2.3 The Read Filtering Algorithm

An additional tool available via SequelTools is the Read Filtering tool. This tool provides the user a filtering functionality and requires both scraps files and subreads files to function. Filtering can be done using one or more of the following criteria: 1) minimum CLR length, 2) having at least one complete pass of the DNA molecule through the polymerase, or 3) normal adapters for scraps. The latter two criteria apply only to scraps files, and are recommended for most downstream analyses involving scraps files. Filtering by minimum CLR length takes input BAM format subreads and scraps files and yields files with only CLRs having a total length, including all provided scraps, greater or equal to the threshold value provided by the user. Filtering by complete passes of the DNA molecule takes input BAM format subreads and scraps files and creates an output containing only scraps reads with at least one full pass of the DNA molecule through the polymerase. Filtering by normal scraps adapters takes BAM format subreads and scraps files as input and creates an output with only normal scraps adapters, defined as having a ZMW classification annotation of ‘N’ for ‘normal’ and a scrap region-type annotation of ‘A’ for ‘adapter’ (Biosciences, 2019a).

The Read Filtering tool starts by using Samtools to convert BAM sequence files to SAM format (Figure 1).
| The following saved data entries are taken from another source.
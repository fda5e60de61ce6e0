//! `PostgreSQL` binding for the pool's connector seam.

use async_trait::async_trait;
use serde::Deserialize;
use tokio_postgres::{Client, NoTls};

use crate::error::QuizEngineError;
use crate::pool::{Connector, PooledConnection};

/// Connection settings for the game database.
#[derive(Debug, Clone, Deserialize)]
pub struct PgSettings {
    pub host: String,
    pub port: u16,
    pub dbname: String,
    pub user: String,
    pub password: String,
}

impl PgSettings {
    /// # Errors
    /// Returns [`QuizEngineError::ConfigError`] if a required field is empty.
    pub fn validate(&self) -> Result<(), QuizEngineError> {
        if self.host.is_empty() {
            return Err(QuizEngineError::ConfigError("host is required".to_string()));
        }
        if self.dbname.is_empty() {
            return Err(QuizEngineError::ConfigError(
                "dbname is required".to_string(),
            ));
        }
        if self.user.is_empty() {
            return Err(QuizEngineError::ConfigError("user is required".to_string()));
        }
        Ok(())
    }

    fn pg_config(&self) -> tokio_postgres::Config {
        let mut config = tokio_postgres::Config::new();
        config
            .host(&self.host)
            .port(self.port)
            .dbname(&self.dbname)
            .user(&self.user)
            .password(&self.password);
        config
    }
}

/// One pooled `PostgreSQL` connection: the client plus its driver task.
pub struct PgConnection {
    client: Client,
    driver: tokio::task::JoinHandle<()>,
}

impl PgConnection {
    #[must_use]
    pub fn client(&self) -> &Client {
        &self.client
    }

    pub fn client_mut(&mut self) -> &mut Client {
        &mut self.client
    }
}

impl PooledConnection for PgConnection {
    fn is_valid(&self) -> bool {
        !self.client.is_closed()
    }
}

impl Drop for PgConnection {
    fn drop(&mut self) {
        // Dropping the client closes the socket; stop the driver task with it.
        self.driver.abort();
    }
}

/// Opens game-database connections for the pool producer.
#[derive(Debug, Clone)]
pub struct PgConnector {
    settings: PgSettings,
}

impl PgConnector {
    /// # Errors
    /// Returns [`QuizEngineError::ConfigError`] for incomplete settings.
    pub fn new(settings: PgSettings) -> Result<Self, QuizEngineError> {
        settings.validate()?;
        Ok(Self { settings })
    }
}

#[async_trait]
impl Connector for PgConnector {
    type Conn = PgConnection;

    async fn connect(&self) -> Result<PgConnection, QuizEngineError> {
        let (client, connection) = self.settings.pg_config().connect(NoTls).await?;
        let driver = tokio::spawn(async move {
            if let Err(err) = connection.await {
                tracing::warn!(error = %err, "postgres connection task ended with error");
            }
        });
        Ok(PgConnection { client, driver })
    }
}
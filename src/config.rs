use std::time::Duration;

use serde::Deserialize;

use crate::error::QuizEngineError;

/// Sizing and timing knobs for the connection pool.
///
/// These are the integers the embedding application supplies at startup;
/// `Deserialize` lets it load them from whatever config format it already
/// uses.
#[derive(Debug, Clone, Deserialize)]
#[serde(default)]
pub struct PoolConfig {
    /// Warm minimum the producer keeps parked in the free queue.
    pub min_connections: usize,
    /// Hard cap on open connections, free plus checked out.
    pub max_connections: usize,
    /// How long [`acquire`](crate::ConnectionPool::acquire) waits before
    /// reporting [`PoolExhausted`](QuizEngineError::PoolExhausted).
    pub acquire_timeout_secs: u64,
    /// Delay between producer replenishment checks.
    pub producer_interval_ms: u64,
}

impl Default for PoolConfig {
    fn default() -> Self {
        Self {
            min_connections: 2,
            max_connections: 10,
            acquire_timeout_secs: 5,
            producer_interval_ms: 500,
        }
    }
}

impl PoolConfig {
    /// # Errors
    /// Returns [`QuizEngineError::ConfigError`] when the cap is zero, the warm
    /// minimum exceeds the cap, or the acquire timeout is zero.
    pub fn validate(&self) -> Result<(), QuizEngineError> {
        if self.max_connections == 0 {
            return Err(QuizEngineError::ConfigError(
                "max_connections must be at least 1".to_string(),
            ));
        }
        if self.min_connections > self.max_connections {
            return Err(QuizEngineError::ConfigError(format!(
                "min_connections ({}) must not exceed max_connections ({})",
                self.min_connections, self.max_connections
            )));
        }
        if self.acquire_timeout_secs == 0 {
            return Err(QuizEngineError::ConfigError(
                "acquire_timeout_secs must be at least 1".to_string(),
            ));
        }
        Ok(())
    }

    #[must_use]
    pub fn acquire_timeout(&self) -> Duration {
        Duration::from_secs(self.acquire_timeout_secs)
    }

    #[must_use]
    pub fn producer_interval(&self) -> Duration {
        Duration::from_millis(self.producer_interval_ms)
    }
}

#[cfg(test)]
mod tests {
    use super::*;

    #[test]
    fn default_config_is_valid() {
        assert!(PoolConfig::default().validate().is_ok());
    }

    #[test]
    fn zero_cap_rejected() {
        let config = PoolConfig {
            max_connections: 0,
            ..PoolConfig::default()
        };
        assert!(matches!(
            config.validate(),
            Err(QuizEngineError::ConfigError(_))
        ));
    }

    #[test]
    fn minimum_above_cap_rejected() {
        let config = PoolConfig {
            min_connections: 5,
            max_connections: 3,
            ..PoolConfig::default()
        };
        assert!(matches!(
            config.validate(),
            Err(QuizEngineError::ConfigError(_))
        ));
    }

    #[test]
    fn zero_timeout_rejected() {
        let config = PoolConfig {
            acquire_timeout_secs: 0,
            ..PoolConfig::default()
        };
        assert!(matches!(
            config.validate(),
            Err(QuizEngineError::ConfigError(_))
        ));
    }
}
use std::fmt;

use super::connector::PooledConnection;

/// Checkout handle for one pooled connection.
///
/// A slot is exclusively owned by whichever caller currently has it checked
/// out; hand it back with [`ConnectionPool::release`] when done.
///
/// [`ConnectionPool::release`]: super::ConnectionPool::release
pub struct ConnectionSlot<C> {
    id: u64,
    conn: C,
}

impl<C: PooledConnection> ConnectionSlot<C> {
    pub(crate) fn new(id: u64, conn: C) -> Self {
        Self { id, conn }
    }

    /// Pool-wide identity of this slot.
    #[must_use]
    pub fn id(&self) -> u64 {
        self.id
    }

    #[must_use]
    pub fn conn(&self) -> &C {
        &self.conn
    }

    pub fn conn_mut(&mut self) -> &mut C {
        &mut self.conn
    }

    /// Liveness probe of the underlying connection.
    #[must_use]
    pub fn is_valid(&self) -> bool {
        self.conn.is_valid()
    }
}

// Manual Debug because the driver connection usually is not Debug itself.
impl<C> fmt::Debug for ConnectionSlot<C> {
    fn fmt(&self, f: &mut fmt::Formatter<'_>) -> fmt::Result {
        f.debug_struct("ConnectionSlot")
            .field("id", &self.id)
            .finish_non_exhaustive()
    }
}
use std::time::Duration;

use thiserror::Error;

/// Crate-wide error type.
///
/// Pool failures propagate as typed variants to the acquire site; producer-side
/// connection-open failures are logged and retried internally, so callers only
/// ever observe them indirectly as a longer wait or a [`PoolExhausted`] result.
///
/// [`PoolExhausted`]: QuizEngineError::PoolExhausted
#[derive(Debug, Error)]
pub enum QuizEngineError {
    /// No connection became available before the acquire timeout elapsed.
    /// The caller should abort the current operation; this is not fatal to
    /// the process.
    #[error("no database connection became available within {0:?}")]
    PoolExhausted(Duration),

    /// The wait for a connection was cut short because the pool shut down.
    #[error("interrupted while waiting for a database connection: pool is shutting down")]
    PoolInterrupted,

    #[error(transparent)]
    PostgresError(#[from] tokio_postgres::Error),

    #[error("configuration error: {0}")]
    ConfigError(String),

    #[error("connection error: {0}")]
    ConnectionError(String),

    /// Round metrics rejected at construction; scoring itself never fails.
    #[error("invalid round metrics: {0}")]
    InvalidMetrics(String),
}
Then the SAM files are processed with a Python script. Python first extracts coordinates from scraps and subreads files. Next, if filtering by CLR length, CLRs are assembled from subreads and scraps coordinate data, CLR lengths are calculated, and CLR IDs are stored that do not pass the minimum length threshold. If filtering by CLR length the subreads input file is iterated through again and only reads containing CLRs that pass the minimum length threshold are written to a new output file. If filtering by either the number of passes of the DNA molecule or normal scraps adapters, the scraps file is then iterated through again and only reads containing information indicating they pass all chosen scraps thresholds are written to a new output file. Lastly, upon the user’s request, the Read Filtering tool will convert the output files to BAM format using Samtools.
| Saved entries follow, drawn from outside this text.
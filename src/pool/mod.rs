//! Bounded database connection pool with a background replenishing producer.
//!
//! The pool is an explicit value: construct it once at process start and hand
//! clones to request handlers. Checked-out connections travel as
//! [`ConnectionSlot`]s; the free queue is an unbounded channel fed by the
//! producer task and by [`release`](ConnectionPool::release).

mod connector;
mod producer;
mod slot;

pub use connector::{Connector, PooledConnection};
pub use slot::ConnectionSlot;

use std::collections::HashSet;
use std::sync::atomic::{AtomicU64, AtomicUsize, Ordering};
use std::sync::{Arc, Mutex, MutexGuard, PoisonError};

use futures_util::future::BoxFuture;
use tokio::sync::Mutex as AsyncMutex;
use tokio::sync::mpsc::{self, UnboundedReceiver, UnboundedSender};
use tokio::task::JoinHandle;
use tokio::time::Instant;
use tokio_util::sync::CancellationToken;

use crate::config::PoolConfig;
use crate::error::QuizEngineError;

/// Broken slots discarded within a single `acquire` before giving up.
const MAX_INVALID_DISCARDS: usize = 8;

pub(crate) struct PoolInner<C: Connector> {
    config: PoolConfig,
    connector: C,
    /// Taken (and dropped) during shutdown so a racing `release` cannot park
    /// a slot after the final drain.
    free_tx: Mutex<Option<UnboundedSender<ConnectionSlot<C::Conn>>>>,
    free_rx: AsyncMutex<UnboundedReceiver<ConnectionSlot<C::Conn>>>,
    free_count: AtomicUsize,
    /// Every connection open anywhere: parked in the free queue or checked out.
    open_count: AtomicUsize,
    in_use: Mutex<HashSet<u64>>,
    next_slot_id: AtomicU64,
    shutdown: CancellationToken,
    producer: Mutex<Option<JoinHandle<()>>>,
}

impl<C: Connector> PoolInner<C> {
    fn push_free(&self, slot: ConnectionSlot<C::Conn>) -> bool {
        let guard = lock_unpoisoned(&self.free_tx);
        let Some(tx) = guard.as_ref() else {
            return false;
        };
        if tx.send(slot).is_ok() {
            self.free_count.fetch_add(1, Ordering::SeqCst);
            true
        } else {
            false
        }
    }

    fn note_closed(&self) {
        self.open_count.fetch_sub(1, Ordering::SeqCst);
    }
}

/// Bounded pool of reusable database connections.
///
/// `acquire`/`release` may be called concurrently from any number of tasks;
/// exactly one producer task replenishes the free queue for the pool's
/// lifetime. Cloning is cheap and every clone shares the same pool.
pub struct ConnectionPool<C: Connector> {
    inner: Arc<PoolInner<C>>,
}

impl<C: Connector> Clone for ConnectionPool<C> {
    fn clone(&self) -> Self {
        Self {
            inner: Arc::clone(&self.inner),
        }
    }
}

impl<C: Connector> ConnectionPool<C> {
    /// Build a pool around `connector`. Performs no I/O; connections are
    /// opened by the producer after [`startup`](Self::startup).
    ///
    /// # Errors
    /// Returns [`QuizEngineError::ConfigError`] for an invalid `config`.
    pub fn new(config: PoolConfig, connector: C) -> Result<Self, QuizEngineError> {
        config.validate()?;
        let (free_tx, free_rx) = mpsc::unbounded_channel();
        Ok(Self {
            inner: Arc::new(PoolInner {
                config,
                connector,
                free_tx: Mutex::new(Some(free_tx)),
                free_rx: AsyncMutex::new(free_rx),
                free_count: AtomicUsize::new(0),
                open_count: AtomicUsize::new(0),
                in_use: Mutex::new(HashSet::new()),
                next_slot_id: AtomicU64::new(1),
                shutdown: CancellationToken::new(),
                producer: Mutex::new(None),
            }),
        })
    }

    /// Spawn the background producer. Calling it again is a no-op.
    pub fn startup(&self) {
        let mut guard = lock_unpoisoned(&self.inner.producer);
        if guard.is_some() {
            return;
        }
        tracing::info!(
            min = self.inner.config.min_connections,
            max = self.inner.config.max_connections,
            "starting connection pool"
        );
        *guard = Some(tokio::spawn(producer::run(Arc::clone(&self.inner))));
    }

    /// Stop the producer and close every pooled connection.
    ///
    /// Unconditional: slots parked in the free queue are closed here; slots
    /// checked out at this moment are closed the instant their holders release
    /// them. Tasks still waiting in [`acquire`](Self::acquire) are woken with
    /// [`QuizEngineError::PoolInterrupted`].
    pub async fn shutdown(&self) {
        self.inner.shutdown.cancel();
        // Close the sender before draining: a release that raced past the
        // shutdown check can then only fail its push and close the slot
        // itself; anything it managed to send lands ahead of the drain below.
        drop(lock_unpoisoned(&self.inner.free_tx).take());

        let handle = lock_unpoisoned(&self.inner.producer).take();
        if let Some(handle) = handle {
            if let Err(err) = handle.await {
                tracing::warn!(error = %err, "connection producer did not stop cleanly");
            }
        }

        let mut rx = self.inner.free_rx.lock().await;
        while let Ok(slot) = rx.try_recv() {
            self.inner.free_count.fetch_sub(1, Ordering::SeqCst);
            self.inner.note_closed();
            drop(slot);
        }
        lock_unpoisoned(&self.inner.in_use).clear();
        tracing::info!("connection pool shut down");
    }

    /// Check out a connection, waiting up to the configured acquire timeout.
    ///
    /// Broken connections coming off the free queue are discarded and the wait
    /// continues against the same deadline, capped at a fixed number of
    /// discards so a run of dead connections cannot loop forever. No fairness
    /// between concurrent waiters is promised.
    ///
    /// # Errors
    /// [`QuizEngineError::PoolExhausted`] when the timeout elapses with no
    /// valid slot; [`QuizEngineError::PoolInterrupted`] when the pool shuts
    /// down while waiting.
    pub async fn acquire(&self) -> Result<ConnectionSlot<C::Conn>, QuizEngineError> {
        let budget = self.inner.config.acquire_timeout();
        let deadline = Instant::now() + budget;
        let mut discarded = 0usize;

        loop {
            if self.inner.shutdown.is_cancelled() {
                return Err(QuizEngineError::PoolInterrupted);
            }
            let remaining = deadline.saturating_duration_since(Instant::now());
            if remaining.is_zero() {
                return Err(QuizEngineError::PoolExhausted(budget));
            }

            let popped = tokio::select! {
                () = self.inner.shutdown.cancelled() => {
                    return Err(QuizEngineError::PoolInterrupted);
                }
                popped = tokio::time::timeout(remaining, async {
                    self.inner.free_rx.lock().await.recv().await
                }) => popped,
            };

            let slot = match popped {
                Ok(Some(slot)) => slot,
                // The sender is dropped during shutdown; a closed channel
                // means teardown.
                Ok(None) => return Err(QuizEngineError::PoolInterrupted),
                Err(_) => return Err(QuizEngineError::PoolExhausted(budget)),
            };
            self.inner.free_count.fetch_sub(1, Ordering::SeqCst);

            if slot.is_valid() {
                lock_unpoisoned(&self.inner.in_use).insert(slot.id());
                return Ok(slot);
            }

            tracing::debug!(slot = slot.id(), "discarding broken connection from free queue");
            self.inner.note_closed();
            drop(slot);
            discarded += 1;
            if discarded >= MAX_INVALID_DISCARDS {
                return Err(QuizEngineError::PoolExhausted(budget));
            }
        }
    }

    /// Return a checked-out slot to the pool.
    ///
    /// A slot that no longer probes valid is dropped instead of re-pooled; the
    /// producer notices the deficit and opens a replacement on its next tick.
    /// After shutdown every returned slot is closed.
    pub fn release(&self, slot: ConnectionSlot<C::Conn>) {
        lock_unpoisoned(&self.inner.in_use).remove(&slot.id());

        if self.inner.shutdown.is_cancelled() {
            self.inner.note_closed();
            return;
        }
        if !slot.is_valid() {
            tracing::debug!(slot = slot.id(), "dropping broken connection on release");
            self.inner.note_closed();
            return;
        }
        if !self.inner.push_free(slot) {
            self.inner.note_closed();
        }
    }

    /// Run `f` against a pooled connection and release it afterwards, even if
    /// the future panics. This is the guaranteed-cleanup block the data-access
    /// layer wraps its SQL in.
    ///
    /// # Errors
    /// Propagates acquisition failures; `f`'s own outcome travels through `R`.
    pub async fn with_connection<R, F>(&self, f: F) -> Result<R, QuizEngineError>
    where
        F: for<'a> FnOnce(&'a mut C::Conn) -> BoxFuture<'a, R>,
    {
        let mut slot = self.acquire().await?;
        let mut guard = CheckoutGuard {
            pool: self.clone(),
            id: slot.id(),
            armed: true,
        };
        let out = f(slot.conn_mut()).await;
        guard.armed = false;
        self.release(slot);
        Ok(out)
    }

    /// Connections parked in the free queue.
    #[must_use]
    pub fn free_count(&self) -> usize {
        self.inner.free_count.load(Ordering::SeqCst)
    }

    /// Connections currently checked out.
    #[must_use]
    pub fn in_use_count(&self) -> usize {
        lock_unpoisoned(&self.inner.in_use).len()
    }

    /// Every open connection, free plus checked out.
    #[must_use]
    pub fn open_count(&self) -> usize {
        self.inner.open_count.load(Ordering::SeqCst)
    }
}

/// Repairs the pool's bookkeeping if a scoped checkout unwinds.
///
/// The slot itself lives on the caller's stack, so a panic already closes the
/// connection by dropping it; this guard only settles the in-use set and the
/// open count. On the normal path it is disarmed before release.
struct CheckoutGuard<C: Connector> {
    pool: ConnectionPool<C>,
    id: u64,
    armed: bool,
}

impl<C: Connector> Drop for CheckoutGuard<C> {
    fn drop(&mut self) {
        if !self.armed {
            return;
        }
        lock_unpoisoned(&self.pool.inner.in_use).remove(&self.id);
        self.pool.inner.note_closed();
        tracing::debug!(slot = self.id, "connection closed while unwinding");
    }
}

fn lock_unpoisoned<T>(mutex: &Mutex<T>) -> MutexGuard<'_, T> {
    mutex.lock().unwrap_or_else(PoisonError::into_inner)
}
2.4 Using The Quality Control Tool

The QC tool requires only two arguments: ‘-u’ and ‘-t’. In its most basic form with scraps files it looks like so:

bash SequelTools.sh -t Q -u subFiles.txt -c scrFiles.txt or without scraps files: bash SequelTools.sh -t Q -u subFiles.txt

Where the ‘-t’ argument tells SequelTools which tool to use, in this case ‘Q’ for the Quality Control tool and subFiles.txt and scrFiles.txt are file-of-filename files containing the names of subreads and scraps BAM files, respectively, with one name per line. While ‘-u’ and ‘-t’ are the only required arguments, the user can choose from other arguments including the number of threads to use for running Samtools, whether to keep intermediate files, and how many read groups and plots are desired. The summary statistics table as well as all plots, except the read length histograms and frequency plots, present the data from all SMRTcells together. For read length histograms and frequency plots, separate files are generated for each SMRTcell with either one plot per group for histograms or one plot total for frequency plots.

While the summary statistics table is always produced, the user can request more or fewer plots based on their needs. The full suite of plots with scraps files includes barplots of A) N50s, B) L50s, C) total bases, and D) read length; frequency plots of E) subreads per subedCLR, and F) adapters per CLR; boxplots of G) subread lengths and H) subedCLR lengths; and I) ZOR and J) PSR plots (Figure 4). The user can also request an intermediate (A,C,G,H,I, & J) or basic (A & C) suite of plots. Without scraps files, the full suite of plots is A,B,C,D,G,I, & J, the intermediate collection is A,C,G,I, & J, and the basic set is A & C (Figure 1). With or without scraps the intermediate selection of plots is default.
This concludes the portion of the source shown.